Some Atlantologists are reluctant to even mention the name of Edgar Cayce—America’s foremost seer of the 20th century—for fear of ridicule by conventional scholars. They fail to appreciate, however, the seriousness with which a growing number of mainstream institutions rely on extrasensory perception. For example, no less an organization than the Federal Bureau of Investigation today provides police departments with a list of favorite psychics who have aided government agents in unraveling otherwise insoluble crimes. If such talented helpers continue to prove them­selves worthy of respect by our nation’s top law enforcement personnel, we do ourselves a real disservice by ignoring their insights into mankind’s leading archaeological enigma.

Everything the Sleeping Prophet had to say about that lost civilization is contained in his “life readings” made over a fifty-year period. Outstanding among them are his portrayals of the actual men and women he cited—persons who once walked the streets of the doomed city and directed its destiny. In selecting from his list of Atlantean resi­dents, those included below have been chosen for their ability to illustrate the lost empire and underscore its credibil­ity. Each name and description is followed by its place in “Atlantis, The Edgar Cayce Readings,” volume 22, Virginia Beach, Virginia’s Association for Research and Enlightenment, Inc., 1987. In coming to know these Atlanteans, Cayce removes the subject from the generalities with which it is usually discussed to achieve a level of credible personaliza­tion found nowhere else. In telling us something about the people of Atlantis, he put a human face on their story.

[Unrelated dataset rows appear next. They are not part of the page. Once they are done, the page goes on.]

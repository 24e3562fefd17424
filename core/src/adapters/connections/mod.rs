//! Connection table adapters.
//!
//! Platform-specific implementations of socket enumeration. The parsers
//! are plain functions over tool output and are compiled everywhere; only
//! the choice of tool depends on the target.

pub mod lsof;
pub mod netstat;
pub mod ss;
mod utils;

pub use utils::{parse_endpoint, parse_remote};

use std::process::Stdio;

use tokio::process::Command;
use tracing::debug;

use crate::error::{ProbeError, ScanError};
use crate::ports::{ConnectionSource, RawConnection};

/// Reads the OS connection table through the platform's native tool:
/// `ss` on Linux, `lsof` on other Unix systems, `netstat` on Windows.
#[derive(Debug, Default, Clone, Copy)]
pub struct SystemConnections;

impl SystemConnections {
    /// Create a new connection source for the current platform.
    pub fn new() -> Self {
        Self
    }
}

impl ConnectionSource for SystemConnections {
    async fn connections(&self) -> Result<Vec<RawConnection>, ScanError> {
        #[cfg(target_os = "linux")]
        {
            let output = run_tool("ss", &["-Htuanp"]).await?;
            Ok(ss::parse_ss_output(&output))
        }

        #[cfg(all(unix, not(target_os = "linux")))]
        {
            let output = run_tool(LSOF, &["-i", "-P", "-n", "+c", "0"]).await?;
            Ok(lsof::parse_lsof_output(&output))
        }

        #[cfg(windows)]
        {
            let output = run_tool("netstat", &["-ano"]).await?;
            Ok(netstat::parse_netstat_output(&output))
        }

        #[cfg(not(any(unix, windows)))]
        {
            Err(ScanError::PlatformNotSupported)
        }
    }

    async fn connections_of(&self, pid: u32) -> Result<Vec<RawConnection>, ProbeError> {
        #[cfg(unix)]
        {
            let pid_arg = pid.to_string();
            let output = run_tool(LSOF, &["-a", "-p", &pid_arg, "-i", "-P", "-n", "+c", "0"])
                .await
                .map_err(|e| probe_error(pid, e))?;
            Ok(lsof::parse_lsof_output(&output))
        }

        #[cfg(windows)]
        {
            let output = run_tool("netstat", &["-ano"])
                .await
                .map_err(|e| probe_error(pid, e))?;
            Ok(netstat::parse_netstat_output(&output)
                .into_iter()
                .filter(|c| c.pid == Some(pid))
                .collect())
        }

        #[cfg(not(any(unix, windows)))]
        {
            let _ = pid;
            Err(ProbeError::Unavailable(
                ScanError::PlatformNotSupported.to_string(),
            ))
        }
    }
}

#[cfg(target_os = "macos")]
const LSOF: &str = "/usr/sbin/lsof";

#[cfg(all(unix, not(target_os = "macos")))]
const LSOF: &str = "lsof";

/// Run a query tool and return its stdout.
///
/// A non-zero exit with empty stderr is not an error: `lsof` exits with 1
/// when nothing matched. A tool that cannot be spawned is reported as
/// `ToolUnavailable`, distinct from one that ran and complained.
#[cfg(any(unix, windows))]
async fn run_tool(program: &str, args: &[&str]) -> Result<String, ScanError> {
    debug!(program = program, args = ?args, "Querying connection table");

    let output = Command::new(program)
        .args(args)
        .stdout(Stdio::piped())
        .stderr(Stdio::piped())
        .output()
        .await
        .map_err(|e| ScanError::ToolUnavailable(format!("Failed to run {}: {}", program, e)))?;

    if !output.status.success() {
        let stderr = String::from_utf8_lossy(&output.stderr);
        let stderr = stderr.trim();

        if is_permission_error(stderr) {
            return Err(ScanError::PermissionDenied(format!("{}: {}", program, stderr)));
        }

        if !stderr.is_empty() && output.stdout.is_empty() {
            return Err(ScanError::CommandFailed(format!(
                "{} exited with {}: {}",
                program, output.status, stderr
            )));
        }

        debug!(program = program, status = %output.status, "Tool exited non-zero, using its output");
    }

    String::from_utf8(output.stdout)
        .map_err(|e| ScanError::ParseError(format!("Invalid UTF-8 in {} output: {}", program, e)))
}

#[cfg(any(unix, windows))]
fn is_permission_error(stderr: &str) -> bool {
    let lowered = stderr.to_lowercase();
    lowered.contains("permission denied")
        || lowered.contains("operation not permitted")
        || lowered.contains("access is denied")
}

#[cfg(any(unix, windows))]
fn probe_error(pid: u32, error: ScanError) -> ProbeError {
    match error {
        ScanError::PermissionDenied(_) => ProbeError::AccessDenied(pid),
        ScanError::ToolUnavailable(reason) => ProbeError::Unavailable(reason),
        other => ProbeError::Other(other.to_string()),
    }
}
//! Application layer - Use case services.
//!
//! This module contains application services that orchestrate
//! domain logic and adapter interactions.
//!
//! Services are designed to be thin orchestrators that:
//! - Use ports (traits) for OS access
//! - Absorb per-process failures into degraded records or outcomes
//! - Return domain types as outputs

mod enumerator;
mod terminator;

#[cfg(test)]
pub(crate) mod testing;

pub use enumerator::PortEnumerator;
pub use terminator::{ProcessTerminator, TerminationPolicy};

Aa-rr-ll-uu—An inhabitant of Poseidia, the western outpost of Atlantean civilization in the Caribbean, he lived at a time of intense foreign migrations and worked as an esoteric chemist (alchemist), who was not above abusing his powers at the expense of his clients. His name is very similar to a term used for a great, ancestral island described in a Babylonian account of the World Flood. In Babylonian tradition (circa 2100 B.C.), Arallu was a great, mountainous is­land in the Distant West, a kind of paradise, where fresh-water springs and a year-round temperate climate were en­joyed by the spiritually enlightened inhabitants. Arallu was the Babylonian version of Atlantis.

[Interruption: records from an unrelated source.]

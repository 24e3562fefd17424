//! Config command - show, change or reset the configuration.

use std::process::ExitCode;

use anyhow::Result;
use crossterm::style::Stylize;
use portify_core::{Config, ConfigStore};
use tracing::info;

use crate::render;

/// Write `key = value` to the config file.
pub async fn set(key: &str, value: &str) -> Result<ExitCode> {
    let store = ConfigStore::new()?;
    store.update(|config| config.set(key, value)).await?;

    info!(key = key, value = value, "Config updated");
    render::success(&format!("Set {} = {}", key, value));
    Ok(ExitCode::SUCCESS)
}

/// Replace the config file with defaults.
pub async fn reset() -> Result<ExitCode> {
    let store = ConfigStore::new()?;
    store.save(&Config::default()).await?;

    render::success(&format!("Configuration reset ({})", store.path().display()));
    Ok(ExitCode::SUCCESS)
}

pub async fn show(json: bool) -> Result<ExitCode> {
    let store = ConfigStore::new()?;
    let config = store.load().await?;

    if json {
        let output = serde_json::json!({
            "path": store.path(),
            "config": config,
        });
        println!("{}", serde_json::to_string_pretty(&output)?);
        return Ok(ExitCode::SUCCESS);
    }

    println!("{}", "Configuration".blue().bold());
    println!("  File: {}", store.path().display());
    println!();
    println!("{}", "Monitor".bold());
    println!("  Refresh interval:    {}s", config.monitor.interval_secs);
    println!(
        "  Include system info: {}",
        config.monitor.include_system_info
    );
    println!();
    println!("{}", "Menu bar".bold());
    println!("  Ports shown:         {}", config.menubar.max_ports_shown);
    println!(
        "  Refresh interval:    {}s",
        config.menubar.refresh_interval_secs
    );
    println!("  Notifications:       {}", config.menubar.show_notifications);
    println!("  Auto-refresh:        {}", config.menubar.auto_refresh);

    Ok(ExitCode::SUCCESS)
}
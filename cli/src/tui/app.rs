//! Monitor TUI state and key handling.

use std::time::{Duration, Instant};

use crossterm::event::{KeyCode, KeyEvent, KeyModifiers};
use portify_core::PortRecord;

/// What the event loop should do after a key press.
#[derive(Debug, Clone, PartialEq, Eq)]
pub enum Action {
    None,
    Quit,
    Refresh,
    Kill { pid: u32, name: String, force: bool },
}

pub struct App {
    records: Vec<PortRecord>,
    pub selected: usize,
    pub include_system_info: bool,
    pub interval: Duration,
    status: Option<String>,
    last_refresh: Option<Instant>,
}

impl App {
    pub fn new(interval: Duration, include_system_info: bool) -> Self {
        Self {
            records: Vec::new(),
            selected: 0,
            include_system_info,
            interval,
            status: None,
            last_refresh: None,
        }
    }

    pub fn records(&self) -> &[PortRecord] {
        &self.records
    }

    pub fn listening_count(&self) -> usize {
        self.records.iter().filter(|r| r.is_listening()).count()
    }

    pub fn selected_record(&self) -> Option<&PortRecord> {
        self.records.get(self.selected)
    }

    /// Replace the table contents, keeping the cursor in range.
    pub fn set_records(&mut self, records: Vec<PortRecord>) {
        self.records = records;
        self.selected = self.selected.min(self.records.len().saturating_sub(1));
        self.last_refresh = Some(Instant::now());
    }

    pub fn last_refresh(&self) -> Option<Instant> {
        self.last_refresh
    }

    pub fn status(&self) -> Option<&str> {
        self.status.as_deref()
    }

    pub fn set_status(&mut self, status: impl Into<String>) {
        self.status = Some(status.into());
    }

    pub fn refresh_due(&self, now: Instant) -> bool {
        self.last_refresh
            .map_or(true, |last| now.duration_since(last) >= self.interval)
    }

    pub fn handle_key(&mut self, key: KeyEvent) -> Action {
        match (key.modifiers, key.code) {
            (_, KeyCode::Char('q')) | (_, KeyCode::Esc) => Action::Quit,
            (KeyModifiers::CONTROL, KeyCode::Char('c')) => Action::Quit,
            (_, KeyCode::Char('r')) => Action::Refresh,
            (_, KeyCode::Char('j')) | (_, KeyCode::Down) => {
                self.next();
                Action::None
            }
            (_, KeyCode::Char('k')) | (_, KeyCode::Up) => {
                self.previous();
                Action::None
            }
            (_, KeyCode::Char('s')) => {
                self.include_system_info = !self.include_system_info;
                self.set_status(format!(
                    "System info {}",
                    if self.include_system_info { "on" } else { "off" }
                ));
                Action::Refresh
            }
            (_, KeyCode::Char('x')) => self.kill_selected(false),
            (_, KeyCode::Char('X')) => self.kill_selected(true),
            _ => Action::None,
        }
    }

    fn next(&mut self) {
        if self.selected + 1 < self.records.len() {
            self.selected += 1;
        }
    }

    fn previous(&mut self) {
        self.selected = self.selected.saturating_sub(1);
    }

    fn kill_selected(&mut self, force: bool) -> Action {
        let Some(record) = self.selected_record() else {
            return Action::None;
        };
        if !record.has_owner() {
            self.set_status("Cannot kill a socket without an owning process");
            return Action::None;
        }
        Action::Kill {
            pid: record.pid,
            name: record.process_name.clone(),
            force,
        }
    }
}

Aalu is ancient Egyptian for “The Isle of Flame,” descriptive of a large, volcanic island in the sea of the Distant West (the Atlantic Ocean), which physically matches Plato’s Atlantis virtually detail for detail: mountainous, with ca­nals, luxuriant crops, a palatial city surrounded by great walls decorated with precious metals, etc. Aalu’s earliest known reference appears in “The Destruction of Mankind,” a New Kingdom history (1299 B.C.) discovered in the tomb of Pharaoh Seti-I, at Abydos, site of the Osireion, a subterranean monument to the Great Flood that destroyed a former age of greatness, and is described in the account. On the other side of the world from Egypt, the Apache Indi­ans of the American southwest claim their ancestors arrived after the Great Flood destroyed their homeland, still re­membered as “the Isle of Flame,” in the ocean of the east.

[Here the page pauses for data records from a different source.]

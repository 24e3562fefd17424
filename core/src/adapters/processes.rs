//! Process table adapter backed by `sysinfo`, with `nix` signals on Unix.

use std::ffi::OsStr;
use std::path::Path;

use parking_lot::Mutex;
use sysinfo::{
    Pid, ProcessRefreshKind, ProcessStatus, ProcessesToUpdate, System, UpdateKind, Users,
};
use tracing::debug;

use crate::domain::{bytes_to_mb, KillSignal, Liveness, ProcessDescriptor, ResourceUsage};
use crate::error::ProbeError;
use crate::ports::ProcessTable;

/// The live OS process table.
///
/// Holds one `sysinfo::System` so CPU usage is measured between
/// consecutive refreshes of the same process.
pub struct SystemProcesses {
    system: Mutex<System>,
}

impl SystemProcesses {
    pub fn new() -> Self {
        Self {
            system: Mutex::new(System::new()),
        }
    }

    /// Refresh a single PID and run `f` against it.
    fn with_process<T>(
        &self,
        pid: u32,
        kind: ProcessRefreshKind,
        f: impl FnOnce(&sysinfo::Process) -> T,
    ) -> Result<T, ProbeError> {
        let target = Pid::from_u32(pid);
        let mut system = self.system.lock();
        system.refresh_processes_specifics(ProcessesToUpdate::Some(&[target]), true, kind);
        system
            .process(target)
            .map(f)
            .ok_or(ProbeError::NoSuchProcess(pid))
    }
}

/// Longest name the Linux kernel keeps in `comm`.
const COMM_LEN: usize = 15;

/// Best display name for a process.
///
/// Linux truncates `comm` to 15 bytes, so a name of that length is
/// replaced by the executable or `argv[0]` file name it is a prefix of.
fn display_name(comm: &str, exe: Option<&Path>, argv0: Option<&OsStr>) -> String {
    if comm.len() < COMM_LEN {
        return comm.to_string();
    }

    let candidates = [
        exe.and_then(Path::file_name),
        argv0.and_then(|arg| Path::new(arg).file_name()),
    ];
    candidates
        .into_iter()
        .flatten()
        .map(|name| name.to_string_lossy())
        .find(|name| name.len() > comm.len() && name.starts_with(comm))
        .map(|name| name.into_owned())
        .unwrap_or_else(|| comm.to_string())
}

fn process_name(process: &sysinfo::Process) -> String {
    display_name(
        &process.name().to_string_lossy(),
        process.exe(),
        process.cmd().first().map(|arg| arg.as_os_str()),
    )
}

impl Default for SystemProcesses {
    fn default() -> Self {
        Self::new()
    }
}

impl ProcessTable for SystemProcesses {
    fn pids(&self) -> Vec<u32> {
        let mut system = self.system.lock();
        system.refresh_processes_specifics(ProcessesToUpdate::All, true, ProcessRefreshKind::new());
        system.processes().keys().map(|pid| pid.as_u32()).collect()
    }

    fn name(&self, pid: u32) -> Result<String, ProbeError> {
        let kind = ProcessRefreshKind::new()
            .with_exe(UpdateKind::OnlyIfNotSet)
            .with_cmd(UpdateKind::OnlyIfNotSet);
        self.with_process(pid, kind, process_name)
    }

    fn usage(&self, pid: u32) -> Result<ResourceUsage, ProbeError> {
        self.with_process(
            pid,
            ProcessRefreshKind::new().with_cpu().with_memory(),
            |process| ResourceUsage {
                cpu_percent: process.cpu_usage(),
                memory_mb: bytes_to_mb(process.memory()),
            },
        )
    }

    fn liveness(&self, pid: u32) -> Liveness {
        match self.with_process(pid, ProcessRefreshKind::new(), |process| process.status()) {
            Ok(ProcessStatus::Zombie) | Ok(ProcessStatus::Dead) => Liveness::Defunct,
            Ok(_) => Liveness::Running,
            Err(_) => Liveness::Gone,
        }
    }

    fn describe(&self, pid: u32) -> Result<ProcessDescriptor, ProbeError> {
        let (descriptor, user_id) =
            self.with_process(pid, ProcessRefreshKind::everything(), |process| {
                let command_line = process
                    .cmd()
                    .iter()
                    .map(|arg| arg.to_string_lossy())
                    .collect::<Vec<_>>()
                    .join(" ");

                let descriptor = ProcessDescriptor {
                    pid,
                    name: process_name(process),
                    status: process.status().to_string(),
                    cpu_percent: process.cpu_usage(),
                    memory_mb: bytes_to_mb(process.memory()),
                    start_time: process.start_time(),
                    command_line,
                    user: None,
                    open_connections: 0,
                };
                (descriptor, process.user_id().cloned())
            })?;

        let user = user_id.and_then(|uid| {
            let users = Users::new_with_refreshed_list();
            users.get_user_by_id(&uid).map(|u| u.name().to_string())
        });

        Ok(ProcessDescriptor { user, ..descriptor })
    }

    fn signal(&self, pid: u32, signal: KillSignal) -> Result<(), ProbeError> {
        debug!(pid = pid, signal = signal.name(), "Sending signal to process");
        send_signal(self, pid, signal)
    }
}

#[cfg(unix)]
fn send_signal(_table: &SystemProcesses, pid: u32, signal: KillSignal) -> Result<(), ProbeError> {
    use nix::errno::Errno;
    use nix::sys::signal::{kill, Signal};
    use nix::unistd::Pid as UnixPid;

    let raw = i32::try_from(pid).map_err(|_| ProbeError::NoSuchProcess(pid))?;
    let sig = match signal {
        KillSignal::Terminate => Signal::SIGTERM,
        KillSignal::Kill => Signal::SIGKILL,
    };

    match kill(UnixPid::from_raw(raw), sig) {
        Ok(()) => Ok(()),
        Err(Errno::ESRCH) => Err(ProbeError::NoSuchProcess(pid)),
        Err(Errno::EPERM) => Err(ProbeError::AccessDenied(pid)),
        Err(e) => Err(ProbeError::Other(format!("{} failed: {}", signal.name(), e))),
    }
}

#[cfg(not(unix))]
fn send_signal(table: &SystemProcesses, pid: u32, signal: KillSignal) -> Result<(), ProbeError> {
    let sig = match signal {
        KillSignal::Terminate => sysinfo::Signal::Term,
        KillSignal::Kill => sysinfo::Signal::Kill,
    };

    // Windows has no SIGTERM; sysinfo reports it unsupported and we fall
    // back to TerminateProcess. A refused delivery is almost always ACL.
    let delivered = table.with_process(pid, ProcessRefreshKind::new(), |process| {
        process.kill_with(sig).unwrap_or_else(|| process.kill())
    })?;

    if delivered {
        Ok(())
    } else {
        Err(ProbeError::AccessDenied(pid))
    }
}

The Hurrians were a people who occupied Anatolia (Turkey in ancient times) from the early 3rd Millennium B.C. Many of their religious and mythic concepts were absorbed by their Hittite conquerors, beginning after 2000 B.C. Among these traditions was the story of Alalu, the first king of heaven, a giant god, who made his home on a moun­tainous island in the sea of the setting sun. His son, Kumarbi, was synonymous for the Greek Kronos, a mythic per­sonification of the Atlantic Ocean through Roman times. (274-1 M.34 2/13/33)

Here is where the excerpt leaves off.